Real men bite their noses
This is the era of toxic masculinity – reveling in it (MAGA world) or criticizing it (“The Power of the Dog”). And to wallow in myth and mythical creatures – Harry Potter, Marvel superheroes, “The Green Knight”. Demanding director Robert Eggers (“The Witch,” “The Lighthouse”) tries all of that in his (and famed Icelandic author Sjón’s) retelling of the Danish myth on which William Shakespeare based “Hamlet.”
In Iceland in the 900s, a king is assassinated by his brother Fjölnir (Claes Bang) who takes the throne and marries; a queen whose sexual desires are explicit and who willingly shares a bed with her husband’s killer; fates, furies, and above all a son thirsty for revenge. In Eggers’ account, the son does not notoriously deliberate (“To be or not to be”), he immerses himself in his role: “I will avenge you, Father!” I will save you, Mother! I will kill you, Fjolnir! Seers and soothsayers tell him that he cannot escape his fate and, like the protagonists of Greek plays, he cannot. There’s a hint of an alternate future, but it’s too little, too late.
The cast of ‘The Northman’ is stunning: Alexander Skarsgård’s piercing blue eyes and handsome but terrifying face of revenge dominate in this portrayal of Amleth, a far cry from Skarsgård’s sleazy, Elon Musk-like character in ‘Succession ” on the television. Nicole Kidman is just as intimidating as the sexualized Queen Gudrún; it tells a story of Amleth’s father that paints a very different picture of the hero Amleth seeks to avenge. Ethan Hawke is the murdered king, Anya Taylor-Joy (from the TV series “The Queen’s Gambit”) the love interest, and Willem Dafoe the Shakespeare-style madman (and Yorick-style skull). Icelandic Bjork makes an appearance as a blind seer and haunting singer.

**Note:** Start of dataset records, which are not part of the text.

//! HTTP client for the CVAT project backup workflow.
//!
//! Starts an export, polls the request until it reaches a terminal state and
//! streams the resulting archive to disk. Every call is authenticated with
//! HTTP basic auth. Nothing is retried: the first error aborts the backup.

use std::path::{Path, PathBuf};
use std::time::Duration;

use reqwest::{Client, Response};
use serde::de::DeserializeOwned;
use tokio::io::AsyncWriteExt;
use tokio::time::Instant;
use tracing::{debug, info};
use url::Url;

use super::error::{BackupError, BackupResult};
use super::status::{ExportStarted, ExportStatus, RequestDetails};
use crate::config::{Secret, Settings};

/// File name of the downloaded archive for a project.
pub fn archive_file_name(project_id: u64) -> String {
    format!("project_{}_backup.zip", project_id)
}

/// Install the rustls crypto provider reqwest is built against.
///
/// Safe to call more than once; later calls are no-ops.
pub fn init_crypto() {
    let _ = rustls::crypto::ring::default_provider().install_default();
}

/// Client for the export endpoints of one CVAT server.
pub struct BackupClient {
    host: Url,
    username: String,
    password: Secret,
    poll_interval: Duration,
    poll_timeout: Option<Duration>,
    client: Client,
}

impl BackupClient {
    pub fn new(settings: &Settings) -> Self {
        init_crypto();

        Self {
            host: settings.host.clone(),
            username: settings.username.clone(),
            password: settings.password.clone(),
            poll_interval: settings.poll_interval,
            poll_timeout: settings.poll_timeout,
            client: Client::new(),
        }
    }

    /// Run the full backup: export, wait, download.
    ///
    /// Returns the path of `project_<id>_backup.zip` under `save_dir`,
    /// creating the directory when needed.
    pub async fn backup_project(&self, project_id: u64, save_dir: &Path) -> BackupResult<PathBuf> {
        tokio::fs::create_dir_all(save_dir).await?;

        let rq_id = self.start_export(project_id).await?;
        let result_url = self.wait_for_export(&rq_id).await?;

        let zip_path = save_dir.join(archive_file_name(project_id));
        self.download(&result_url, &zip_path).await?;

        info!(path = %zip_path.display(), "Backup saved");
        Ok(zip_path)
    }

    /// Ask the server to start a backup export and return the request id.
    pub async fn start_export(&self, project_id: u64) -> BackupResult<String> {
        let url = self.endpoint(&format!("/api/projects/{}/backup/export", project_id))?;

        let response = self
            .client
            .post(url)
            .basic_auth(&self.username, Some(self.password.expose()))
            .send()
            .await?;

        let started: ExportStarted = Self::handle_response(response).await?;
        info!(rq_id = %started.rq_id, project_id, "Export started");
        Ok(started.rq_id)
    }

    /// Fetch the current state of an export request.
    pub async fn request_details(&self, rq_id: &str) -> BackupResult<RequestDetails> {
        let url = self.endpoint(&format!("/api/requests/{}", rq_id))?;

        let response = self
            .client
            .get(url)
            .basic_auth(&self.username, Some(self.password.expose()))
            .send()
            .await?;

        Self::handle_response(response).await
    }

    /// Poll an export request until it finishes or fails.
    ///
    /// Sleeps a fixed interval between checks. Returns the result URL once
    /// the export is finished; never polls again after a terminal state.
    pub async fn wait_for_export(&self, rq_id: &str) -> BackupResult<String> {
        let started = Instant::now();

        loop {
            let details = self.request_details(rq_id).await?;
            let status = ExportStatus::from_wire(&details.status)?;
            info!(%status, "Export status");

            match status {
                ExportStatus::Finished => {
                    info!("Export completed");
                    return details
                        .result_url
                        .filter(|u| !u.is_empty())
                        .ok_or_else(|| BackupError::MissingResultUrl {
                            rq_id: rq_id.to_string(),
                        });
                }
                ExportStatus::Failed => {
                    return Err(BackupError::ExportFailed {
                        rq_id: rq_id.to_string(),
                        message: details
                            .message
                            .filter(|m| !m.is_empty())
                            .unwrap_or_else(|| "no details reported".to_string()),
                    });
                }
                ExportStatus::Pending => {}
            }

            if let Some(timeout) = self.poll_timeout {
                if started.elapsed() >= timeout {
                    return Err(BackupError::PollTimeout {
                        rq_id: rq_id.to_string(),
                        waited_secs: started.elapsed().as_secs(),
                    });
                }
            }

            tokio::time::sleep(self.poll_interval).await;
        }
    }

    /// Stream `url` into `dest`, overwriting any existing file.
    pub async fn download(&self, url: &str, dest: &Path) -> BackupResult<u64> {
        let url = Url::parse(url).map_err(|e| BackupError::InvalidUrl {
            url: url.to_string(),
            reason: e.to_string(),
        })?;
        info!(%url, "Downloading backup");

        let mut response = self
            .client
            .get(url)
            .basic_auth(&self.username, Some(self.password.expose()))
            .send()
            .await?;

        if !response.status().is_success() {
            return Err(Self::api_error(response).await);
        }

        let mut file = tokio::fs::File::create(dest).await?;
        let mut written = 0u64;
        while let Some(chunk) = response.chunk().await? {
            file.write_all(&chunk).await?;
            written += chunk.len() as u64;
        }
        file.flush().await?;

        debug!(bytes = written, path = %dest.display(), "Download finished");
        Ok(written)
    }

    fn endpoint(&self, path: &str) -> BackupResult<Url> {
        let raw = format!("{}{}", self.host.as_str().trim_end_matches('/'), path);
        Url::parse(&raw).map_err(|e| BackupError::InvalidUrl {
            url: raw,
            reason: e.to_string(),
        })
    }

    async fn handle_response<T: DeserializeOwned>(response: Response) -> BackupResult<T> {
        if response.status().is_success() {
            response
                .json()
                .await
                .map_err(|e| BackupError::InvalidResponse {
                    message: e.to_string(),
                })
        } else {
            Err(Self::api_error(response).await)
        }
    }

    async fn api_error(response: Response) -> BackupError {
        let status = response.status().as_u16();
        let message = response
            .text()
            .await
            .unwrap_or_else(|_| "Unknown error".to_string());
        BackupError::Api { status, message }
    }
}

Blood and gore are everywhere. Heads are cut off, hearts cut out, noses eaten, heads knocked off; people are crucified, literally. Naked men dance around the fire beating drums. Characters have names such as Hallgrímr Half-Troll, Finnr The Nose-Stub, Hersveinn Battle Hard, Hjalti Battle Hasty. Eggers is particularly adept at pushing the men (for the most part) into the harshest environments – here, a beautiful Iceland in its barrenness – to see how they will fare, alone and with each other.
The film’s sound is also powerful, perhaps channeling the heavy metal of an earlier era (Iron Maiden, 1975-, Slayer, 1981-, Manowar, 1980-, and many other bands) and the crisis of masculinity that was central to its culture. . A common body movement within heavy metal was headbanging; a 1980s variation, Death Metal, incorporated “death growls”. Both reflect a desire to construct a new masculinity through a return to the “primitive” self, an idea best captured in Robert Bly’s 1990 classic, “Iron John: A Book About Men.” And both have resonance for the film.
Yet “The Northman” does not rise to the level of the exploration of the issues it raises: masculinity, destiny, love, truth, Freudian sexuality. The film remains mired in its superhero world – lots of shock and awe in sound and setting, and not enough substance.
Myths abound. Not just the Hamlet story, there are also Christian myths – the sword and stone, the quest (Greek or Christian), even Spartacus leading the slaves, although Amleth isn’t really a leader. We can play the game of “naming this myth”, but the proliferation of references does not produce an exploration of ideas. For all its failings, “The Green Knight” brought the mythos into the present by ironically joking about its protagonist. “The Northman” reduces the hero to his fate: pure revenge.
Stars: 2 (out of 4)
Director: Robert Egger
With: Alexander Skarsgard, Nicole Kidman, Ethan Hawke, Anna Taylor-Joy, Claes Bang, Willem Dafoe
Duration: 137 minutes
Country: United States
Languages: English, Old Norse (the latter sometimes subtitled in English)
Availablity: In theaters now; for future streaming availability, see Just look here.
Main image: Skarsgård’s Amleth is a far cry from his sleazy, Elon Musk-like persona in the ‘Succession’ TV series.